Adesão ao Protocolo de Madri gera economia e reduz tempo para registro de marcas em 121 países

Nesta semana, o INPI registrou o 100º pedido de uma marca brasileira via protocolo. Empresas como a The Coffee e a Usaflex conseguiram reduzir em 45% custos com internacionalização
Startup curitibana The Coffee adiantou processo de internacionalização da marca por causa da adesão do Brasil ao Protocolo de Madri

A empresa The Coffee, startup curitibana que une a experiência de uma cafeteria com a comodidade tecnológica de fazer pedidos via aplicativo, nasceu há dois anos com o sonho de expandir mercados para bem além das fronteiras brasileiras. O processo de internacionalização que estava planejado para ocorrer em cerca de três anos foi antecipado graças à adesão do Brasil ao Protocolo de Madri.

O acordo integra o país ao sistema internacional de registro de marcas com 122 nações - incluindo o Brasil -, que representam 80% do comércio mundial. Com isso, a solicitação é feita uma única vez à Organização Mundial da Propriedade Intelectual (OMPI), que submente a avaliação aos países onde a empresa quer fazer o registro da marca.

Dois meses depois da entrada em vigor do acordo internacional, em outubro de 2019, a empresa registrou a marca mista – modalidade que inclui o nome e o logotipo – nos Estados Unidos, União Europeia e Colômbia. A entrada do pedido foi via Instituto Nacional de Propriedade Industrial (INPI), que encaminhou o pedido à OMPI (veja como funciona o processo no infográfico).

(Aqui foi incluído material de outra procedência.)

use std::sync::Arc;

use anyhow::Result;
use tokio::signal::unix::SignalKind;

use evolution_core::AdminControls;
use evolution_scheduler::{EvolutionScheduler, SchedulerConfig};
use market_data::{GatewayConfig, MarketDataGateway, PolygonProvider, SimProvider, TokenBucketConfig};
use strategy_memory::StrategyMemory;
use strategy_repository::StrategyRepository;

#[tokio::main]
async fn main() -> Result<()> {
    // 1. Load .env, init tracing
    dotenvy::dotenv().ok();

    let json_logging = std::env::var("RUST_LOG_FORMAT")
        .map(|v| v.eq_ignore_ascii_case("json"))
        .unwrap_or(false);
    if json_logging {
        tracing_subscriber::fmt()
            .json()
            .with_env_filter(
                tracing_subscriber::EnvFilter::try_from_default_env()
                    .unwrap_or_else(|_| tracing_subscriber::EnvFilter::new("info")),
            )
            .init();
    } else {
        tracing_subscriber::fmt()
            .with_env_filter(
                tracing_subscriber::EnvFilter::try_from_default_env()
                    .unwrap_or_else(|_| tracing_subscriber::EnvFilter::new("info")),
            )
            .init();
    }

    // Panic hook: log panic info before crashing
    std::panic::set_hook(Box::new(|info| {
        eprintln!("PANIC: {info}");
        tracing::error!("PANIC: {info}");
    }));

    tracing::info!("Starting EvoQuant evolution scheduler");

    // 2. Live tunables from the environment
    let controls = Arc::new(AdminControls::from_env());
    tracing::info!(
        "  Max concurrent backtests: {}",
        controls.max_concurrent_backtests()
    );
    tracing::info!(
        "  Evolution interval: {}s",
        controls.evolution_interval_seconds()
    );
    tracing::info!(
        "  Monitoring interval: {}s",
        controls.monitoring_interval_seconds()
    );

    // 3. Database
    let database_url = std::env::var("DATABASE_URL")
        .unwrap_or_else(|_| "sqlite:evoquant.db?mode=rwc".to_string());
    let pool = sqlx::SqlitePool::connect(&database_url).await?;

    let repository = Arc::new(StrategyRepository::new(pool.clone()));
    repository.init_tables().await?;
    tracing::info!("Strategy repository initialized");

    let memory = Arc::new(StrategyMemory::new(pool.clone()));
    memory.init_tables().await?;
    tracing::info!("Strategy memory initialized");

    // 4. Market data gateway: configured providers in fixed failover order.
    // Without an API key the deterministic sim source serves alone.
    let mut gateway = MarketDataGateway::new(GatewayConfig::default());
    match std::env::var("POLYGON_API_KEY") {
        Ok(key) if !key.is_empty() => {
            gateway = gateway.with_provider(
                Arc::new(PolygonProvider::new(key)),
                TokenBucketConfig {
                    capacity: 100.0,
                    refill_per_second: 1.5,
                },
            );
            tracing::info!("Market data: polygon (primary), sim (fallback)");
        }
        _ => tracing::info!("Market data: sim only (POLYGON_API_KEY not set)"),
    }
    gateway = gateway.with_provider(Arc::new(SimProvider::new()), TokenBucketConfig::default());
    let gateway = Arc::new(gateway);

    // 5. Startup connectivity check
    sqlx::query("SELECT 1")
        .execute(&pool)
        .await
        .map_err(|e| anyhow::anyhow!("Database connectivity check failed: {e}"))?;
    tracing::info!("Startup check: database OK");

    // 6. Scheduler
    let scheduler = Arc::new(EvolutionScheduler::new(
        repository,
        gateway,
        memory,
        Arc::clone(&controls),
        SchedulerConfig::default(),
    ));

    // Monitoring worker runs beside the evolution loop.
    let monitor = Arc::clone(&scheduler);
    let monitor_task = tokio::spawn(async move { monitor.run_monitor_until_shutdown().await });

    // 7. Main loop with graceful shutdown (SIGINT + SIGTERM)
    let mut sigterm = tokio::signal::unix::signal(SignalKind::terminate())?;
    let loop_scheduler = Arc::clone(&scheduler);
    let evolution_task = tokio::spawn(async move { loop_scheduler.run_until_shutdown().await });

    tokio::select! {
        _ = tokio::signal::ctrl_c() => {
            tracing::info!("Received SIGINT");
        }
        _ = sigterm.recv() => {
            tracing::info!("Received SIGTERM");
        }
    }

    tracing::info!("Shutdown signal received, exiting gracefully...");
    scheduler.request_shutdown();

    evolution_task.await??;
    monitor_task.await??;

    tracing::info!("Evolution scheduler shut down.");
    Ok(())
}
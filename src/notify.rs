//! Best-effort user notifications
//!
//! The engine tells a token's owner when they should start travelling
//! (allocation) and when a counter is waiting for them (call). Delivery content
//! and transport live outside this crate; implementations of [`Notifier`] must
//! return immediately.

use crate::model::{OfficeId, Token, TokenId, UserId};
use serde::{Deserialize, Serialize};
use tokio::sync::broadcast;

/// Why a user is being notified
#[derive(Debug, Clone, Copy, PartialEq, Eq, Serialize, Deserialize)]
#[serde(rename_all = "snake_case")]
pub enum NotificationKind {
    /// Token promoted to ALLOCATED: proceed toward the office
    Allocated,
    /// Token called to a counter
    Called,
}

/// Notification addressed to one registered user
#[derive(Debug, Clone, PartialEq, Serialize, Deserialize)]
pub struct UserNotification {
    pub user_id: UserId,
    pub office_id: OfficeId,
    pub token_id: TokenId,
    pub token_number: u32,
    pub kind: NotificationKind,
    pub message: String,
}

impl UserNotification {
    /// Build a notification for the token's owner; `None` for anonymous tokens
    pub fn for_token(token: &Token, kind: NotificationKind) -> Option<Self> {
        let user_id = token.user_id.clone()?;
        let message = match kind {
            NotificationKind::Allocated => format!(
                "Token #{} is allocated, please proceed to the office",
                token.token_number
            ),
            NotificationKind::Called => {
                format!("Token #{}: it's your turn now", token.token_number)
            }
        };
        Some(Self {
            user_id,
            office_id: token.office_id.clone(),
            token_id: token.id.clone(),
            token_number: token.token_number,
            kind,
            message,
        })
    }
}

/// Notification sink
pub trait Notifier: Send + Sync {
    /// Deliver without blocking; failures are the sink's concern
    fn notify_user(&self, notification: UserNotification);
}

/// Logs notifications through `tracing`
#[derive(Debug, Clone, Copy, Default)]
pub struct TracingNotifier;

impl Notifier for TracingNotifier {
    fn notify_user(&self, notification: UserNotification) {
        tracing::info!(
            user_id = %notification.user_id,
            token_id = %notification.token_id,
            kind = ?notification.kind,
            "a3s.queue.notify: {}",
            notification.message
        );
    }
}

/// Fans notifications out to in-process subscribers
#[derive(Clone)]
pub struct BroadcastNotifier {
    sender: broadcast::Sender<UserNotification>,
}

impl BroadcastNotifier {
    pub fn new(capacity: usize) -> Self {
        let (sender, _) = broadcast::channel(capacity.max(1));
        Self { sender }
    }

    pub fn subscribe(&self) -> broadcast::Receiver<UserNotification> {
        self.sender.subscribe()
    }
}

impl Notifier for BroadcastNotifier {
    fn notify_user(&self, notification: UserNotification) {
        let _ = self.sender.send(notification);
    }
}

De acordo com Alexandre Fertonani, um dos fundadores do The Coffee, o fato de o Brasil ter aderido ao Protocolo de Madri contribuiu para que houvesse economia significativa de tempo e recursos financeiros. Segundo ele, o registro da marca nos três países levou cerca de seis meses. Antes do acordo, esse processo levaria mais de três anos. “Além disso, houve uma redução de 45% de custos com taxas e honorários”, declara Fertonani.

A indústria de sapatos Usaflex prevê percentual de economia similar ao da The Coffee em registro da marca na Colômbia. Segundo Daniela Colombo, diretora Jurídica da Usaflex, mesmo em andamento, o processo por meio do Protocolo de Madri já apresenta vantagens visíveis. “Não há necessidade de fazer pagamentos a associados estrangeiros se não houver intercorrências e não precisamos mais apresentar documentos adicionais que em alguns países é bastante oneroso e trabalhoso”, declara.

"Não precisamos mais apresentar documentos adicionais que em alguns países é bastante oneroso e trabalhoso" - Daniela Colombo, diretora Jurídica da Usaflex

Resultados brasileiros no registro de marcas pós-adesão ao Protocolo de Madri

Nesta semana, o INPI registrou o 100º pedido de registro de marcas brasileiras via Protocolo de Madri. Depois da entrada em vigor do acordo, entre outubro de 2019 e agosto de 2020, os 100 pedidos são referentes a quase 200 classes de produtos e serviços de empresas brasileiras. A maior parte deles foram na União Europeia e nos Estados Unidos.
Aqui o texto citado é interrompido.